### Description of the task
Scan the records for "ApiResponse" and copy each line that contains it.

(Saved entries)
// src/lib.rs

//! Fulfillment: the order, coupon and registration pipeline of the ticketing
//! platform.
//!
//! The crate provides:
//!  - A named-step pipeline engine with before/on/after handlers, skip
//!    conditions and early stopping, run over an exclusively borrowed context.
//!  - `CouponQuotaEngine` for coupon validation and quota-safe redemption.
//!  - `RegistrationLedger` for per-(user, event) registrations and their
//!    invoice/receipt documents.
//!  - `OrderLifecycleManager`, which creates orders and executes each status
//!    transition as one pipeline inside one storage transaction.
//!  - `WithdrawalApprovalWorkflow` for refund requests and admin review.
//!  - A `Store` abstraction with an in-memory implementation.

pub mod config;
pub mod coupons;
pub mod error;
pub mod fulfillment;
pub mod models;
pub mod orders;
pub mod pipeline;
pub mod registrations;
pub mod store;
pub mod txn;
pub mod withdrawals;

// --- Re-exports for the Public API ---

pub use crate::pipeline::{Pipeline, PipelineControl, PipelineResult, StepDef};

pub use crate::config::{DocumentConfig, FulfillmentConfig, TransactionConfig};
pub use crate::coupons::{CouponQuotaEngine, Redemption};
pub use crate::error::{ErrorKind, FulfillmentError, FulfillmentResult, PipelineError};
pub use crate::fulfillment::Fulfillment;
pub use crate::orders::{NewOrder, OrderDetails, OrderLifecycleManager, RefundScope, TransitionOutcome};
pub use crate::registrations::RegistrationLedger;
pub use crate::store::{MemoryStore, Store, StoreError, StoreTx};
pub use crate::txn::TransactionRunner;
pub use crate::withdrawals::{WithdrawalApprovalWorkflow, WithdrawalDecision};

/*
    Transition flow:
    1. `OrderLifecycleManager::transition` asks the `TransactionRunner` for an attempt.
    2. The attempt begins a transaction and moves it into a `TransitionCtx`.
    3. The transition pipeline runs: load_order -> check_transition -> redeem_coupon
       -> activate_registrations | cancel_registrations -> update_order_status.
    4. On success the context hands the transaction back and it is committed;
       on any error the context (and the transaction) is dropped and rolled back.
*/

* * *

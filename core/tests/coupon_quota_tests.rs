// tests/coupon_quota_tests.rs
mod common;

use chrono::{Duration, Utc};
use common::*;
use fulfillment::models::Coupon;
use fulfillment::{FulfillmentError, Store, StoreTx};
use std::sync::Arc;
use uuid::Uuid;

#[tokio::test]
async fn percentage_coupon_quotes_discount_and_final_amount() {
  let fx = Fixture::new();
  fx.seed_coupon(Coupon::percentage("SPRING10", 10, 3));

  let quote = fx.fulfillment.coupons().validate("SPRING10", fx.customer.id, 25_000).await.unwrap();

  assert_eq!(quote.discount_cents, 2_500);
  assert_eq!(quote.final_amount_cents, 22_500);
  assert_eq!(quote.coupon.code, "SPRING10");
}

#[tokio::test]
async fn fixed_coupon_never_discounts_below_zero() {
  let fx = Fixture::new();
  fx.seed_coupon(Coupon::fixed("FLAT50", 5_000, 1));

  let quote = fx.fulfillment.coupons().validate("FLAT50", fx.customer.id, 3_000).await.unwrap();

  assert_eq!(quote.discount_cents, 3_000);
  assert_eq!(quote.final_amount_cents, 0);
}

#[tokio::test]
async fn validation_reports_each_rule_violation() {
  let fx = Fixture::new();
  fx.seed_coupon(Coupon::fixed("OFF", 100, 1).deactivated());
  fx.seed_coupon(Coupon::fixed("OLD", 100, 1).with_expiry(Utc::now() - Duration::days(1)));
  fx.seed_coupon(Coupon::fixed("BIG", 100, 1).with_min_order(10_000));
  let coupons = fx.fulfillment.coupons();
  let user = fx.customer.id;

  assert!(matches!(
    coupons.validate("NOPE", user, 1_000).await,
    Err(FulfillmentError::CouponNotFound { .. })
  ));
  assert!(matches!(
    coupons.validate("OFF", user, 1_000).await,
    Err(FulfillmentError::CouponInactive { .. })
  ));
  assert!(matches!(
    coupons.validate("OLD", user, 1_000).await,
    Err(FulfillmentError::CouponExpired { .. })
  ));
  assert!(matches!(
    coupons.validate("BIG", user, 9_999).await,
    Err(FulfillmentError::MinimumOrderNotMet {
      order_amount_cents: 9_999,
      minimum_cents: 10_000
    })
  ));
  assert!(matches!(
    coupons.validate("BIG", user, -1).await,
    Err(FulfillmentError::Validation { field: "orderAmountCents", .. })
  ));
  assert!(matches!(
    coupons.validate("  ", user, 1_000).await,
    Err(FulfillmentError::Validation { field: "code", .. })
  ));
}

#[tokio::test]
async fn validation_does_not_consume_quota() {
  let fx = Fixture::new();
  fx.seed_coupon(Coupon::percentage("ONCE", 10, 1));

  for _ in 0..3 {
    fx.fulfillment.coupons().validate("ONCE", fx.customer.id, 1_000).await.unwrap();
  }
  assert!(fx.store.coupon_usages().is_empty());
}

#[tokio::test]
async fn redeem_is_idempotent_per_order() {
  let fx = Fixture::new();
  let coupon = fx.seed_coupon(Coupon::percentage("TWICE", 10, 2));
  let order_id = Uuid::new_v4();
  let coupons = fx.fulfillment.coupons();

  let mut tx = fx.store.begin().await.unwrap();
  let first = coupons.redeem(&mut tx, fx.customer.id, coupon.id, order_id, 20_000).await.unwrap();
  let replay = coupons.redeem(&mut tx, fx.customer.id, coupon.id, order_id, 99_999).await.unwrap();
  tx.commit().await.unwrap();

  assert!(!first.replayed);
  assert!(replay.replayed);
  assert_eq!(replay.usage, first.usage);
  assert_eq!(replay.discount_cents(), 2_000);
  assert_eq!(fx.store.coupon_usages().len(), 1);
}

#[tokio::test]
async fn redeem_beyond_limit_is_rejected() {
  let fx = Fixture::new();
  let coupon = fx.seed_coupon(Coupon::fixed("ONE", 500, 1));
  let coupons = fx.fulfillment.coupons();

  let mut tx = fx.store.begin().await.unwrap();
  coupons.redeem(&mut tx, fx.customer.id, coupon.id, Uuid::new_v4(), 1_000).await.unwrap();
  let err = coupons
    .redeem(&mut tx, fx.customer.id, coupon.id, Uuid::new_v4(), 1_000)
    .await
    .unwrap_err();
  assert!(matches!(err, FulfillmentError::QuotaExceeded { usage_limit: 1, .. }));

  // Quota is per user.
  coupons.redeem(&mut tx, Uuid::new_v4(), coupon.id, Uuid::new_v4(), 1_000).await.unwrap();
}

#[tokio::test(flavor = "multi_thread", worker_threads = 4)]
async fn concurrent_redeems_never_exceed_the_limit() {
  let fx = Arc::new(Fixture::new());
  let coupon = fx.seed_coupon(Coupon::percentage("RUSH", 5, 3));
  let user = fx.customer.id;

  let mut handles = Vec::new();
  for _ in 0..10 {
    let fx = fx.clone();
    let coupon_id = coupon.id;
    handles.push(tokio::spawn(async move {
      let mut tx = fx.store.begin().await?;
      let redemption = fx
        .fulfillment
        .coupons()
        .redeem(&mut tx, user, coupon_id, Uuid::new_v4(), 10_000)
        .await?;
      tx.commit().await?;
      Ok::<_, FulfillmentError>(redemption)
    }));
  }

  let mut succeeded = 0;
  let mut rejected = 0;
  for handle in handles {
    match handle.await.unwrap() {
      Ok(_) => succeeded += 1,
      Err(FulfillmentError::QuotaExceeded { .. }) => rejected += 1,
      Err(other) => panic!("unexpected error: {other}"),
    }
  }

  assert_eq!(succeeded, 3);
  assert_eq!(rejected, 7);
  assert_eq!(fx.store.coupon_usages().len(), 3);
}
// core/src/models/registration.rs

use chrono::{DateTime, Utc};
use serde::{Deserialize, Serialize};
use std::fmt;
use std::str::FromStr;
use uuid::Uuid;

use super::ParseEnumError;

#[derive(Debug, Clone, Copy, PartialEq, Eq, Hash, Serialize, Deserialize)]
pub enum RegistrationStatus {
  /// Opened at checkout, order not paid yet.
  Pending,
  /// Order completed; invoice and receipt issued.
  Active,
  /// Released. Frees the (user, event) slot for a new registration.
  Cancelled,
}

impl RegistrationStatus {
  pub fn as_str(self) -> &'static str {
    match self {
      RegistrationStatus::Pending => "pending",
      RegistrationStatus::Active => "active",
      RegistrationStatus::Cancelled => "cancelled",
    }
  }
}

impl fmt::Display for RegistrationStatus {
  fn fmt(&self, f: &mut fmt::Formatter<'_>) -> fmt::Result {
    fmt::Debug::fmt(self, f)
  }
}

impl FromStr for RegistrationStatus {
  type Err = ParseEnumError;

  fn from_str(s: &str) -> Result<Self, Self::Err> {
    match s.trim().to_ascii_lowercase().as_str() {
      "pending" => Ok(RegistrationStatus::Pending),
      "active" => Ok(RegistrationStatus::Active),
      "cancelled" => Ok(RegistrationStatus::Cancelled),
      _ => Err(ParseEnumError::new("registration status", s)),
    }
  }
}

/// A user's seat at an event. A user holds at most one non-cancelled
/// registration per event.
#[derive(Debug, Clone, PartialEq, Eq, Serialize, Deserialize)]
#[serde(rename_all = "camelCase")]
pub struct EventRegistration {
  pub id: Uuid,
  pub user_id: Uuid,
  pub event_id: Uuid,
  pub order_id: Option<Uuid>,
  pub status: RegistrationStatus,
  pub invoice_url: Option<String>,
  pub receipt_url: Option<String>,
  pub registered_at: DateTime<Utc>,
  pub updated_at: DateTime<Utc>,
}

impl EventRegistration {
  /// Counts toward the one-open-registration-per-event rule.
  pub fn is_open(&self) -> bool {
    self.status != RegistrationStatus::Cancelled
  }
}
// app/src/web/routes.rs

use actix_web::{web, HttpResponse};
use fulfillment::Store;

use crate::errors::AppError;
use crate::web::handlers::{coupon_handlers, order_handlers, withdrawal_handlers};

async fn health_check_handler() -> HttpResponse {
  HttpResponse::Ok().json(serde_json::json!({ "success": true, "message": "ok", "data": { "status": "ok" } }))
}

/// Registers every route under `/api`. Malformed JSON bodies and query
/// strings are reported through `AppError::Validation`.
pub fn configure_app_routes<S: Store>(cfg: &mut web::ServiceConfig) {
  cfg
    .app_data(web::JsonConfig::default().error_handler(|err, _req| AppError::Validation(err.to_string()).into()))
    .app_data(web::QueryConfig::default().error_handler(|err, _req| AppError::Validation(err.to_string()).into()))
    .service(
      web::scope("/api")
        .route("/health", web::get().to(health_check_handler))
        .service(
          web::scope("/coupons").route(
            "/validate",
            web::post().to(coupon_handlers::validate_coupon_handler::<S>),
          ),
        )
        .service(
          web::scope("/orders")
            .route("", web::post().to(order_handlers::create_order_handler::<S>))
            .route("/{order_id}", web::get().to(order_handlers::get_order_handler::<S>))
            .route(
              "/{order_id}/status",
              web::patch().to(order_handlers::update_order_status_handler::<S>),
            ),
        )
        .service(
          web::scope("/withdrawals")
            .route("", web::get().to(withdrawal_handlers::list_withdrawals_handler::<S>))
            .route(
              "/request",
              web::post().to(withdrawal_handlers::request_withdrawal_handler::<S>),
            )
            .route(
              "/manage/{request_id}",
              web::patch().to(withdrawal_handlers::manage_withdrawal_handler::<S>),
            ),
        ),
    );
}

* * *

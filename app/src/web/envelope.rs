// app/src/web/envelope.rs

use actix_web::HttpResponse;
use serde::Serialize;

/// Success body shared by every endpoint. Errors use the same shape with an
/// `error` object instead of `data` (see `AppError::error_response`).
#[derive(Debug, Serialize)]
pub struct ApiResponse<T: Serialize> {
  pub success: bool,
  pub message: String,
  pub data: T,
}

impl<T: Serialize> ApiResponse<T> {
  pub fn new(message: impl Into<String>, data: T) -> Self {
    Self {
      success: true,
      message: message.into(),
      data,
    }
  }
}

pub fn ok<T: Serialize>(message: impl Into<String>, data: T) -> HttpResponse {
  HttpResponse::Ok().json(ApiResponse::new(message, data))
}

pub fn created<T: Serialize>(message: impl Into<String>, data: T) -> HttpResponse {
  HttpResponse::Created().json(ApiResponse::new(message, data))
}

### Written solution
pub struct ApiResponse<T: Serialize> {
impl<T: Serialize> ApiResponse<T> {
  HttpResponse::Ok().json(ApiResponse::new(message, data))
  HttpResponse::Created().json(ApiResponse::new(message, data))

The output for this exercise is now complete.